Ginger Snap Crafts: cutting dies with your Revolution {tutorial}

cutting dies with your Revolution {tutorial}

Later today I’ll be sharing my latest project from Lifestyle Crafts!
Buuut I thought it might be a good idea to show you how to cut a die first!
When I first got my die cutter & dies I didn’t have a clue where to begin!
Buuuut once you get the hang of it…it is so fun {& easy}!

Lifestyle Crafts sells two different die cutters the Revolution & the Epic 6.
Today I’ll show you how to cut dies using the Revolution.
revolution lifestyle crafts

Dies come in several ways: nesting dies, cookie cutter dies, 4x4 & 2x2 dies.
Today I’ll show you how to use a 4x4 die with your Revolution.
What I LOVE about the Revolution is that it has a magnetic platform.
So your dies will stick right on! I love this because you don’t have
to worry about your die moving around on you, & it’s easy to align your paper. 

bloom and grow die from lifestyle crafts  bloom and grow

The first thing you’ll do is put your die on the platform. 
Then you’ll put your paper over the die.

bloom and grow die  bloom and grow lifestyle revolution

Next you’ll put your cutting mat on top of your paper
& then you’ll crank it through the cutter with the handle.
FYI: See all the marks on my cutting mat…don’t freak out like I did!
It’s suppose to get a little “roughed” up.  {It’s almost time for me to get a new one!}
You can buy replacement cutting mats for $3.99 over at Lifestyle Crafts. 
Don’t forget to use the code GINGER for 20%!  Yay!

bloom and grow die tutorial

Once you’ve cranked your die through your Revolution it will look something like this.
Just remove the excess paper, & then you’ll have a perfect die!  So cool!

bloom and grow flower die

Click here to see what I made with this flower die from the new Bloom & Grow series!

lifestyle crafts

Thank you so much stopping by my blog!
If this is your first time visiting I’d love to keep in touch.



Disclosure:  I was given the flower die from Lifestyle Crafts.  I bought the Revolution myself, and I LOVE it! 
All opinions are my own.


  1. This little machine is pretty neat. Is there a reason why you use it instead of your Cameo? Just curious. I have a Cameo and am wondering if it will do the same thing or if I should be looking at getting a Revolution. I can always make room for something new and fun! ;)

  2. That is a great question!

    I haven't cut a lot of paper with my Cameo. I usually just use it for my vinyl projects. :) I need to experiment with it more!

    What I like about the Revolution is that small, easy to get out & doesn't have to plug in. It's also way less expensive than a Cameo. I love the cute designs that Lifestyle Crafts carries that wouldn't be available with the Cameo. They seriously have some cute stuff. It's also something new. I've never tried die cuts before so it's fun cranking them through the machine. :)

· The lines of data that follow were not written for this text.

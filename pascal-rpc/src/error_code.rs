//! Catalog of error codes a PascalCoin node reports.

use std::fmt;

/// Error codes returned in the `error.code` field of a node response.
///
/// Codes outside the catalog map to [`RpcErrorCode::Unknown`].
#[derive(Debug, Clone, Copy, PartialEq, Eq, Hash)]
#[repr(i64)]
pub enum RpcErrorCode {
    /// Code not in the catalog.
    Unknown = 0,
    InternalError = 100,
    NotImplemented = 101,
    MethodNotFound = 1001,
    InvalidAccount = 1002,
    InvalidBlock = 1003,
    InvalidOperation = 1004,
    InvalidPubKey = 1005,
    InvalidAccountName = 1006,
    NotFound = 1010,
    WalletPasswordProtected = 1015,
    InvalidData = 1016,
    InvalidSignature = 1020,
    NotAllowedCall = 1021,
}

impl RpcErrorCode {
    /// Every catalogued code, `Unknown` excluded.
    pub const KNOWN: [Self; 13] = [
        Self::InternalError,
        Self::NotImplemented,
        Self::MethodNotFound,
        Self::InvalidAccount,
        Self::InvalidBlock,
        Self::InvalidOperation,
        Self::InvalidPubKey,
        Self::InvalidAccountName,
        Self::NotFound,
        Self::WalletPasswordProtected,
        Self::InvalidData,
        Self::InvalidSignature,
        Self::NotAllowedCall,
    ];

    /// Classifies a raw code.
    #[must_use]
    pub fn from_code(code: i64) -> Self {
        Self::KNOWN
            .into_iter()
            .find(|known| known.code() == code)
            .unwrap_or(Self::Unknown)
    }

    /// Numeric value of the code.
    #[must_use]
    pub const fn code(self) -> i64 {
        self as i64
    }

    #[must_use]
    pub const fn is_known(self) -> bool {
        !matches!(self, Self::Unknown)
    }
}

impl fmt::Display for RpcErrorCode {
    fn fmt(&self, f: &mut fmt::Formatter<'_>) -> fmt::Result {
        write!(f, "{:?} ({})", self, self.code())
    }
}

    What I love about the Cameo is that you can re-size the design & make it a whatever size you need so that is a big plus. Also the designs are really cheap to buy, & as you know, they have cute designs as well. With dies you are kind of limited with the size, and dies can be expensive to buy.

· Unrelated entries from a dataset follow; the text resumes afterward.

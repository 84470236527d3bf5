//! `AccountState` - whether an account is listed for sale.

use crate::error::PrimitiveError;
use serde::{Deserialize, Serialize};
use std::fmt;
use std::str::FromStr;

/// State of an account as reported by the node.
#[derive(Debug, Clone, Copy, PartialEq, Eq, Hash, Serialize, Deserialize)]
#[serde(rename_all = "lowercase")]
pub enum AccountState {
    /// Regular account.
    Normal,
    /// Account offered for sale.
    Listed,
}

impl AccountState {
    /// Returns the wire representation.
    #[must_use]
    pub const fn as_str(self) -> &'static str {
        match self {
            Self::Normal => "normal",
            Self::Listed => "listed",
        }
    }
}

impl fmt::Display for AccountState {
    fn fmt(&self, f: &mut fmt::Formatter<'_>) -> fmt::Result {
        f.write_str(self.as_str())
    }
}

impl FromStr for AccountState {
    type Err = PrimitiveError;

    fn from_str(s: &str) -> Result<Self, Self::Err> {
        match s {
            "normal" => Ok(Self::Normal),
            "listed" => Ok(Self::Listed),
            other => Err(PrimitiveError::UnknownAccountState {
                value: other.to_string(),
            }),
        }
    }
}
//! # Pascal RPC
//!
//! JSON-RPC 2.0 client for PascalCoin nodes.
//!
//! Two layers are exposed:
//!
//! - [`RawApi`]: one async method per node RPC method, returning the node's
//!   JSON result (or a plain scalar where the result is a count or a flag).
//! - [`RichApi`]: typed facades (`node`, `wallet`, `account`, `block`,
//!   `operations`) that map results into entities such as [`Account`] and
//!   [`Block`].
//!
//! [`PascalClient`] is the entry point. It owns the configured endpoints and
//! the transport, and hands out both layers with optional per-call endpoint
//! overrides.
//!
//! ```no_run
//! use pascal_config::{ClientConfig, EndPoint};
//! use pascal_rpc::PascalClient;
//!
//! # async fn demo() -> pascal_rpc::RpcResult<()> {
//! let config = ClientConfig::with_endpoints(vec![EndPoint::with_host("127.0.0.1")?]);
//! let client = PascalClient::new(&config)?;
//! let height = client.rich_api(&[]).block().count().await?;
//! println!("node is at block {height}");
//! # Ok(())
//! # }
//! ```

pub mod client;
pub mod error;
pub mod error_code;

pub use client::models::{
    Account, Block, Changer, Connection, JsonObject, ModelError, ModelResult, NetStats, NodeServer,
    Operation, PublicKey, Receiver, RpcRequest, RpcResponse, RpcResponseError, Sender, Status,
};
pub use client::params::{
    AccountAndKey, AccountFilter, KeyArgs, MultiOperationChange, MultiOperationReceiver,
    MultiOperationSender, OfflineSigning, OperationOptions, RpcParams,
};
pub use client::rich::{
    AccountApi, AccountRef, BlockApi, BlockRef, KeyRef, NodeApi, OperationsApi, RichApi,
    WalletApi,
};
pub use client::{
    EndpointSelector, HttpTransport, PascalClient, RawApi, RpcDispatcher, Transport,
    TransportError,
};
pub use error::{RpcError, RpcResult};
pub use error_code::RpcErrorCode;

    I love having both. It gives me more crafty options. Both are wonderful & fun to use.


  3. I have the Revolution and a Big Kick. I like both of them. The Revolution is heavy enough that it doesn't wiggle around when you are cutting. I wish it would cut a little bit larger than it does but in all it is great.

  4. Incidentally, when the term "die" is used in this sense, it is referring not to the result (cut item) or the machine (like a Big Shot) but the the plate with the blades attached, the item that makes the actual cut.

    Some people refer to the cut items (of paper or cloth or foam) as "die cuts", but that actually is referring to action of cutting more than the items, in my opinion.

    In the printing biz, a card with a die cut is called "a card" not a "die cut" or a "die" because both are incomplete or inaccurate terms. Saying "a die-cut card" would be accurate or saying "a die cut element" or symbol or embellishment would probably work also.

    Other wise, in professional terms, if you walked in to a "finishers" shop (one term for companies that specialize in die-cutting ) and said " I want to buy 3 dies" they would assume you meant the board with cutting blades premade to a specific shape. If you said " I need 27 die cuts," they would next say "Well, what is it, exactly, that you want us to cut? Card stock? Paper? Cloth?

    All this means less if applied only to crafts, but for me (with some history behind me) the use of "short hand" terms makes for a confusing read.